Start of Recorded data

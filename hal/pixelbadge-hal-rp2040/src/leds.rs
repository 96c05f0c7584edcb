//! WS2812 matrix output over PIO
//!
//! The matrix is wired as one 64-pixel chain in row-major order, pixel 0
//! in the top-left corner.

use embassy_rp::dma::Channel;
use embassy_rp::pio::{Common, Instance, PioPin, StateMachine};
use embassy_rp::pio_programs::ws2812::{PioWs2812, PioWs2812Program};
use embassy_rp::Peri;
use smart_leds::RGB8;

/// LEDs on the badge matrix
pub const LED_COUNT: usize = 64;

/// PIO-driven WS2812 chain for the badge matrix
pub struct Rp2040LedMatrix<'d, P: Instance, const S: usize> {
    driver: PioWs2812<'d, P, S, LED_COUNT>,
}

impl<'d, P: Instance, const S: usize> Rp2040LedMatrix<'d, P, S> {
    /// Load the WS2812 program and claim the state machine
    pub fn new(
        common: &mut Common<'d, P>,
        sm: StateMachine<'d, P, S>,
        dma: Peri<'d, impl Channel>,
        pin: Peri<'d, impl PioPin>,
    ) -> Self {
        let program = PioWs2812Program::new(common);
        Self {
            driver: PioWs2812::new(common, sm, dma, pin, &program),
        }
    }

    /// Push a full frame down the chain
    pub async fn write(&mut self, pixels: &[RGB8; LED_COUNT]) {
        self.driver.write(pixels).await;
    }

    /// Turn every LED off
    pub async fn clear(&mut self) {
        self.write(&[RGB8::default(); LED_COUNT]).await;
    }
}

End of Recorded data

**Exercise directions:**
If a line in the records above holds the string "impl", copy it out.

**Final answer:**
impl<'d, P: Instance, const S: usize> Rp2040LedMatrix<'d, P, S> {
        dma: Peri<'d, impl Channel>,
        pin: Peri<'d, impl PioPin>,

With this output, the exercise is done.